What is expected:
Write out exactly the line containing "not found on" along with each line that follows it in the records below, and no others.

Dataset records:
........
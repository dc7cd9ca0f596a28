use anyhow::Result;
use axum::{
    extract::DefaultBodyLimit,
    routing::{delete, get, post},
    Router,
};
use std::net::SocketAddr;
use std::sync::Arc;
use std::time::Duration;
use tower_http::{
    cors::CorsLayer,
    trace::{DefaultMakeSpan, TraceLayer},
};
use tracing::info;

use graphrag_query_server::config::Settings;
use graphrag_query_server::database::{DbPool, Repository};
use graphrag_query_server::handlers;
use graphrag_query_server::services::{ChatOrchestrator, EmbeddingClient, HybridRetriever, LlmClient};
use graphrag_query_server::state::AppState;
use graphrag_query_server::utils::limiters::Limiters;

#[tokio::main]
async fn main() -> Result<()> {
    tracing_subscriber::fmt()
        .with_env_filter(
            std::env::var("RUST_LOG").unwrap_or_else(|_| "info,graphrag_query_server=debug".to_string()),
        )
        .with_target(true)
        .with_thread_ids(true)
        .json()
        .init();

    info!("starting graphrag query server");

    let settings = Settings::load()?;
    info!("configuration loaded");

    let db_pool = DbPool::new(&settings.database).await?;
    info!("database connection established");

    let repository = Arc::new(Repository::new(db_pool.clone()));

    let limiters = Arc::new(Limiters::new(
        settings.database.pool_max_size as usize,
        Duration::from_secs(settings.embedding.timeout_seconds),
    ));

    let embedding_client = Arc::new(EmbeddingClient::new(&settings.embedding, limiters.clone()));
    let llm_client = Arc::new(LlmClient::new(&settings.chat));

    let retriever = Arc::new(HybridRetriever::new(repository.clone(), embedding_client.clone()));
    let orchestrator = Arc::new(ChatOrchestrator::new(repository.clone(), retriever.clone(), llm_client.clone()));

    let state = Arc::new(AppState {
        db_pool,
        repository,
        retriever,
        orchestrator,
        settings: settings.clone(),
        limiters,
        active_scopes: Arc::new(dashmap::DashMap::new()),
    });

    let app = build_router(state);

    let addr = SocketAddr::from((
        settings.server.host.parse::<std::net::IpAddr>()?,
        settings.server.port,
    ));

    info!(%addr, "server listening");

    let listener = tokio::net::TcpListener::bind(addr).await?;
    axum::serve(listener, app.into_make_service_with_connect_info::<SocketAddr>()).await?;

    Ok(())
}

fn build_router(state: Arc<AppState>) -> Router {
    Router::new()
        .route("/api/health", get(handlers::health::readiness_check))
        .route("/api/collections", get(handlers::collections::list_collections))
        .route(
            "/api/conversations",
            get(handlers::conversations::list_conversations).post(handlers::conversations::create_conversation),
        )
        .route(
            "/api/conversations/{id}",
            get(handlers::conversations::get_conversation)
                .patch(handlers::conversations::update_conversation)
                .delete(handlers::conversations::delete_conversation),
        )
        .route("/api/chat", post(handlers::chat::chat_handler))
        .route("/api/chat/abort", delete(handlers::chat::abort_handler))
        .route("/api/documents/{id}/pdf", get(handlers::documents::stream_pdf))
        .with_state(state)
        .layer(
            CorsLayer::permissive()
                .allow_origin(tower_http::cors::Any)
                .allow_methods(tower_http::cors::Any)
                .allow_headers(tower_http::cors::Any),
        )
        .layer(TraceLayer::new_for_http().make_span_with(DefaultMakeSpan::default().include_headers(true)))
        .layer(DefaultBodyLimit::max(10 * 1024 * 1024))
}
use anyhow::Result;
use config::{Config, Environment, File};
use serde::{Deserialize, Serialize};

#[derive(Debug, Deserialize, Serialize, Clone)]
pub struct Settings {
    pub server: ServerConfig,
    pub database: DatabaseConfig,
    pub embedding: EmbeddingConfig,
    pub chat: ChatConfig,
    pub retrieval: RetrievalConfig,
}

#[derive(Debug, Deserialize, Serialize, Clone)]
pub struct ServerConfig {
    pub host: String,
    pub port: u16,
    /// Parent deadline for a request scope (§4.7 of the spec); also bounds the SSE stream lifetime.
    pub request_deadline_secs: u64,
}

#[derive(Debug, Deserialize, Serialize, Clone)]
pub struct DatabaseConfig {
    pub url: String,
    pub pool_max_size: u32,
    pub pool_timeout_seconds: u64,
}

#[derive(Debug, Deserialize, Serialize, Clone)]
pub struct EmbeddingConfig {
    /// Ordered list of OpenAI-compatible `/embeddings` endpoints; first success wins.
    pub endpoints: Vec<String>,
    pub model: String,
    pub dimension: usize,
    pub timeout_seconds: u64,
    pub max_input_chars: usize,
}

#[derive(Debug, Deserialize, Serialize, Clone)]
pub struct ChatConfig {
    pub endpoint: String,
    pub model: String,
    pub max_tokens: usize,
    pub temperature: f32,
    pub timeout_seconds: u64,
}

#[derive(Debug, Deserialize, Serialize, Clone)]
pub struct RetrievalConfig {
    pub top_k_entities: usize,
    pub top_k_text_units: usize,
    pub top_k_relationships: usize,
    pub top_k_community_reports: usize,
    pub text_unit_token_budget: usize,
    pub direct_text_unit_k: usize,
    pub prompt_char_budget: usize,
}

impl Settings {
    pub fn load() -> Result<Self> {
        dotenvy::dotenv().ok();

        let config = Config::builder()
            .add_source(File::with_name("config/settings").required(false))
            .add_source(
                Environment::with_prefix("APP")
                    .separator("__")
                    .try_parsing(true),
            )
            .set_default("server.host", "0.0.0.0")?
            .set_default("server.port", 8080)?
            .set_default("server.request_deadline_secs", 120)?
            .set_default("database.pool_max_size", 10)?
            .set_default("database.pool_timeout_seconds", 30)?
            .set_default("embedding.endpoints", Vec::<String>::new())?
            .set_default("embedding.model", "text-embedding-3-small")?
            .set_default("embedding.dimension", 1024)?
            .set_default("embedding.timeout_seconds", 15)?
            .set_default("embedding.max_input_chars", 8000)?
            .set_default("chat.endpoint", "http://localhost:8081")?
            .set_default("chat.model", "gpt-4o-mini")?
            .set_default("chat.max_tokens", 1024)?
            .set_default("chat.temperature", 0.2)?
            .set_default("chat.timeout_seconds", 60)?
            .set_default("retrieval.top_k_entities", 10)?
            .set_default("retrieval.top_k_text_units", 10)?
            .set_default("retrieval.top_k_relationships", 20)?
            .set_default("retrieval.top_k_community_reports", 3)?
            .set_default("retrieval.text_unit_token_budget", 4000)?
            .set_default("retrieval.direct_text_unit_k", 10)?
            .set_default("retrieval.prompt_char_budget", 24_000)?
            .build()?;

        let settings: Settings = config.try_deserialize()?;
        Ok(settings)
    }
}

#[cfg(test)]
mod tests {
    use super::*;

    #[test]
    fn defaults_match_spec_budgets() {
        std::env::remove_var("APP__DATABASE__URL");
        let settings = Settings::load();
        // Without config/settings.toml present this may fail on required fields
        // (database.url has no default, matching the spec's "must be configured").
        if let Ok(settings) = settings {
            assert_eq!(settings.retrieval.top_k_entities, 10);
            assert_eq!(settings.retrieval.text_unit_token_budget, 4000);
            assert_eq!(settings.retrieval.prompt_char_budget, 24_000);
        }
    }
}
use axum::{
    body::Body,
    extract::{Path, State},
    http::{header, StatusCode},
    response::{IntoResponse, Response},
};
use std::sync::Arc;
use std::time::Duration;
use tokio_util::io::ReaderStream;

use crate::scope::RequestScope;
use crate::state::AppState;
use crate::utils::error::ApiError;

/// `GET /api/documents/{id}/pdf` — streams the backing PDF for inline
/// viewing (§6). Source storage/serving is otherwise out of scope; this
/// handler only resolves the stored path and streams it.
pub async fn stream_pdf(
    State(state): State<Arc<AppState>>,
    Path(document_id): Path<String>,
) -> Result<Response, ApiError> {
    let scope = RequestScope::new(Duration::from_secs(state.settings.server.request_deadline_secs));
    let document = state
        .repository
        .get_document(&scope, &document_id)
        .await?
        .ok_or_else(|| ApiError::NotFound(format!("document {document_id} not found")))?;

    let file = tokio::fs::File::open(&document.pdf_path)
        .await
        .map_err(|e| ApiError::NotFound(format!("pdf not found on disk: {e}")))?;

    let stream = ReaderStream::new(file);
    let body = Body::from_stream(stream);

    let response = Response::builder()
        .status(StatusCode::OK)
        .header(header::CONTENT_TYPE, "application/pdf")
        .header(
            header::CONTENT_DISPOSITION,
            format!("inline; filename=\"{}\"", document.original_filename),
        )
        .body(body)
        .unwrap_or_else(|_| StatusCode::INTERNAL_SERVER_ERROR.into_response());

    Ok(response)
}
........
Response to this exercise:
        .map_err(|e| ApiError::NotFound(format!("pdf not found on disk: {e}")))?;

    let stream = ReaderStream::new(file);
    let body = Body::from_stream(stream);

    let response = Response::builder()
        .status(StatusCode::OK)
        .header(header::CONTENT_TYPE, "application/pdf")
        .header(
            header::CONTENT_DISPOSITION,
            format!("inline; filename=\"{}\"", document.original_filename),
        )
        .body(body)
        .unwrap_or_else(|_| StatusCode::INTERNAL_SERVER_ERROR.into_response());

    Ok(response)
}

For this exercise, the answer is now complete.